I'm building an interactive LED table with a 14x14 matrix consisting of addressable LED strips for an university assignment. Those are being controlled by 2 arduinos that get the data about which LED should have which RGB value from a Pi running a server that runs several games which should be playable on the LED table. To control the games I send respective int codes from an android app to the server running on the Raspi.
The serial communication is realized by using jSerialComm. The problem I'm facing is, that I don't want to permanently send data over the serial port but only at the moment, when a new array that specifies the matrix is available.
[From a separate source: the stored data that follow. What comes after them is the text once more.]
//! Dataset references, storage locations and upload targets.

use std::fmt;
use std::path::{Path, PathBuf};

use serde::{Deserialize, Serialize};

use crate::config::TransferConfig;
use crate::error::DataportError;
use crate::format::{self, LogicalFormat, PhysicalFormat};

/// Where a dataset's files physically live.
#[derive(Clone, Copy, Debug, PartialEq, Eq, Hash, Serialize, Deserialize)]
pub enum StorageKind {
    /// Storage managed by the dataset service. Not writable by clients.
    Managed,
    /// A bucket owned by the user.
    UserBucket,
}

/// Bucket, key prefix and region of a user-owned storage location.
///
/// The path always ends with `/`, including for deserialized values.
#[derive(Clone, Debug, PartialEq, Eq, Serialize, Deserialize)]
#[serde(try_from = "RawStorageLocation")]
pub struct StorageLocation {
    pub bucket: Option<String>,
    path: String,
    pub region: Option<String>,
}

impl StorageLocation {
    pub fn new(
        bucket: Option<String>,
        path: &str,
        region: Option<String>,
    ) -> Result<Self, DataportError> {
        Ok(Self {
            bucket: bucket.filter(|b| !b.trim().is_empty()),
            path: normalize_storage_path(path)?,
            region: region.filter(|r| !r.trim().is_empty()),
        })
    }

    /// Parse `scheme://bucket/prefix/` or `/bucket/prefix/` as reported by the service.
    pub fn from_uri(uri: &str, region: Option<String>) -> Result<Self, DataportError> {
        let without_scheme = uri
            .split_once("://")
            .map(|(_, rest)| rest)
            .unwrap_or(uri)
            .trim_start_matches('/');

        let (bucket, prefix) = without_scheme
            .split_once('/')
            .unwrap_or((without_scheme, ""));
        if bucket.is_empty() {
            return Err(DataportError::Config {
                message: format!("storage location '{uri}' has no bucket"),
            });
        }

        Self::new(Some(bucket.to_string()), &format!("/{prefix}"), region)
    }

    pub fn path(&self) -> &str {
        &self.path
    }
}

#[derive(Deserialize)]
struct RawStorageLocation {
    bucket: Option<String>,
    path: String,
    region: Option<String>,
}

impl TryFrom<RawStorageLocation> for StorageLocation {
    type Error = DataportError;

    fn try_from(raw: RawStorageLocation) -> Result<Self, Self::Error> {
        Self::new(raw.bucket, &raw.path, raw.region)
    }
}

fn normalize_storage_path(path: &str) -> Result<String, DataportError> {
    let trimmed = path.trim();
    if trimmed.is_empty() {
        return Err(DataportError::Config {
            message: "storage path is required for user-owned storage".to_string(),
        });
    }
    if trimmed.ends_with('/') {
        Ok(trimmed.to_string())
    } else {
        Ok(format!("{trimmed}/"))
    }
}

/// Key of a dataset version's cache entry.
#[derive(Clone, Debug, PartialEq, Eq, Hash)]
pub struct CacheKey {
    pub group_id: String,
    pub dataset_id: String,
    pub version: u32,
}

impl CacheKey {
    /// `<group-id>/<dataset-id>/<version>`, relative to the cache root.
    ///
    /// # Errors
    /// Ids come from the remote service; any id that is not a single plain
    /// path component is a [`DataportError::Config`] error.
    pub fn relative_dir(&self) -> Result<PathBuf, DataportError> {
        let group = path_component("group id", &self.group_id)?;
        let dataset = path_component("dataset id", &self.dataset_id)?;
        Ok(PathBuf::from(group)
            .join(dataset)
            .join(self.version.to_string()))
    }
}

fn path_component<'a>(what: &str, id: &'a str) -> Result<&'a str, DataportError> {
    let unsafe_reason = if id.is_empty() {
        Some("is empty")
    } else if id == "." || id == ".." {
        Some("is a relative directory name")
    } else if id.contains(['/', '\\']) {
        Some("contains a path separator")
    } else if Path::new(id).is_absolute() || Path::new(id).has_root() {
        Some("is an absolute path")
    } else {
        None
    };

    match unsafe_reason {
        Some(reason) => Err(DataportError::Config {
            message: format!("{what} '{id}' {reason} and cannot name a cache directory"),
        }),
        None => Ok(id),
    }
}

/// A specific version of a remote dataset.
#[derive(Clone, Debug, PartialEq, Eq)]
pub struct DatasetRef {
    /// Dataset group the version belongs to.
    pub group_id: String,
    /// Version id, used for every remote call.
    pub dataset_id: String,
    pub name: String,
    pub version: u32,
    pub format: LogicalFormat,
    storage: StorageKind,
    location: Option<StorageLocation>,
}

impl DatasetRef {
    /// A dataset kept in service-managed storage.
    pub fn managed(
        group_id: impl Into<String>,
        dataset_id: impl Into<String>,
        version: u32,
        format: LogicalFormat,
    ) -> Self {
        Self {
            group_id: group_id.into(),
            dataset_id: dataset_id.into(),
            name: String::new(),
            version,
            format,
            storage: StorageKind::Managed,
            location: None,
        }
    }

    /// A dataset kept in a user-owned bucket.
    pub fn user_bucket(
        group_id: impl Into<String>,
        dataset_id: impl Into<String>,
        version: u32,
        format: LogicalFormat,
        location: StorageLocation,
    ) -> Self {
        Self {
            group_id: group_id.into(),
            dataset_id: dataset_id.into(),
            name: String::new(),
            version,
            format,
            storage: StorageKind::UserBucket,
            location: Some(location),
        }
    }

    pub fn with_name(mut self, name: impl Into<String>) -> Self {
        self.name = name.into();
        self
    }

    pub fn storage(&self) -> StorageKind {
        self.storage
    }

    pub fn location(&self) -> Option<&StorageLocation> {
        self.location.as_ref()
    }

    /// Fill in the storage location once the service has reported it.
    pub fn set_location(&mut self, location: StorageLocation) -> Result<(), DataportError> {
        if self.storage == StorageKind::Managed {
            return Err(DataportError::UnsupportedOperation(format!(
                "dataset {} uses managed storage and has no user location",
                self.dataset_id
            )));
        }
        self.location = Some(location);
        Ok(())
    }

    pub fn physical_format(&self) -> PhysicalFormat {
        format::resolve(self.format)
    }

    /// Always fails: the physical format follows from the logical format.
    pub fn set_physical_format(&self, requested: PhysicalFormat) -> Result<(), DataportError> {
        format::set_physical_format(self.format, requested)
    }

    pub fn cache_key(&self) -> CacheKey {
        CacheKey {
            group_id: self.group_id.clone(),
            dataset_id: self.dataset_id.clone(),
            version: self.version,
        }
    }
}

/// Caller-supplied bucket, path and region that take precedence over the
/// dataset's own storage attributes.
#[derive(Clone, Debug, Default, PartialEq, Eq)]
pub struct StorageOverride {
    pub bucket: String,
    pub path: String,
    pub region: String,
}

impl StorageOverride {
    fn is_complete(&self) -> bool {
        [&self.bucket, &self.path, &self.region]
            .iter()
            .all(|value| !value.trim().is_empty())
    }
}

/// Resolved destination of an upload.
#[derive(Clone, Debug, PartialEq, Eq)]
pub struct UploadTarget {
    pub bucket: String,
    /// Key prefix, always ending with `/`.
    pub path: String,
    pub region: String,
}

impl UploadTarget {
    /// Resolve from complete overrides, else from the dataset's own storage.
    pub fn resolve(
        dataset: &DatasetRef,
        overrides: Option<&StorageOverride>,
        default_region: &str,
    ) -> Result<Self, DataportError> {
        if let Some(overrides) = overrides.filter(|o| o.is_complete()) {
            return Ok(Self {
                bucket: overrides.bucket.trim().trim_matches('/').to_string(),
                path: normalize_storage_path(&overrides.path)?,
                region: overrides.region.trim().to_string(),
            });
        }

        match dataset.storage {
            StorageKind::Managed => Err(DataportError::Config {
                message: format!(
                    "dataset {} uses managed storage; uploading requires explicit bucket, path and region",
                    dataset.dataset_id
                ),
            }),
            StorageKind::UserBucket => {
                let location = dataset.location.as_ref().ok_or_else(|| DataportError::Config {
                    message: format!("dataset {} has no storage location", dataset.dataset_id),
                })?;
                let bucket = location.bucket.clone().ok_or_else(|| DataportError::Config {
                    message: format!("dataset {} has no storage bucket", dataset.dataset_id),
                })?;
                Ok(Self {
                    bucket,
                    path: location.path.clone(),
                    region: location
                        .region
                        .clone()
                        .unwrap_or_else(|| default_region.to_string()),
                })
            }
        }
    }

    /// Object key for `file_name` under this target's prefix.
    pub fn object_key(&self, file_name: &str) -> String {
        format!("{}{}", self.path.trim_start_matches('/'), file_name)
    }
}

/// Access key pair for object storage.
#[derive(Clone, PartialEq, Eq)]
pub struct Credentials {
    pub access_key: String,
    pub secret_key: String,
}

impl Credentials {
    pub fn new(access_key: impl Into<String>, secret_key: impl Into<String>) -> Self {
        Self {
            access_key: access_key.into(),
            secret_key: secret_key.into(),
        }
    }

    /// Explicit keys win over configured ones; both must end up present.
    pub fn resolve(
        explicit: Option<&Credentials>,
        config: &TransferConfig,
    ) -> Result<Self, DataportError> {
        let pick = |explicit: Option<&str>, configured: Option<&str>| {
            explicit
                .filter(|value| !value.is_empty())
                .or(configured.filter(|value| !value.is_empty()))
                .map(str::to_string)
        };

        let access_key = pick(
            explicit.map(|c| c.access_key.as_str()),
            config.access_key.as_deref(),
        )
        .ok_or_else(|| DataportError::Config {
            message: "no access key was provided".to_string(),
        })?;
        let secret_key = pick(
            explicit.map(|c| c.secret_key.as_str()),
            config.secret_key.as_deref(),
        )
        .ok_or_else(|| DataportError::Config {
            message: "no secret key was provided".to_string(),
        })?;

        Ok(Self {
            access_key,
            secret_key,
        })
    }
}

impl fmt::Debug for Credentials {
    fn fmt(&self, f: &mut fmt::Formatter<'_>) -> fmt::Result {
        f.debug_struct("Credentials")
            .field("access_key", &self.access_key)
            .field("secret_key", &"<redacted>")
            .finish()
    }
}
Therefore I don't want to be busy waiting and permanently checking if the matrix got updated not do I want to check for a update with
while(!matrixUpdated) {
try {
Thread.sleep(100);
} catch (InterruptedException e) {}
}
So what I've been trying was running a while(true) in which I call wait(), so the thread stops until I wake the thread up by calling notify when an updated matrix is available.
My run() method in the serial thread looks like this at the moment:
#Override
public void run() {
arduino1.setComPortTimeouts(SerialPort.TIMEOUT_SCANNER, 0, 0);
arduino2.setComPortTimeouts(SerialPort.TIMEOUT_SCANNER, 0, 0);
try {
Thread.sleep(100);
} catch (Exception e) {}
PrintWriter outToArduino1 = new PrintWriter(arduino1.getOutputStream());
PrintWriter outToArduino2 = new PrintWriter(arduino2.getOutputStream());
while(true) {
try {
wait();
} catch (InterruptedException e) {}
System.out.println("Matrix received");
outToArduino1.print(matrix);
outToArduino2.print(matrix);
}
}
I wake the thread up by this method which is nested in the same class:
public void setMatrix(int[][][] pixelIdentifier) {
matrix = pixelIdentifier;
notify();
}
I also tried notifyAll() which didn't change the outcome.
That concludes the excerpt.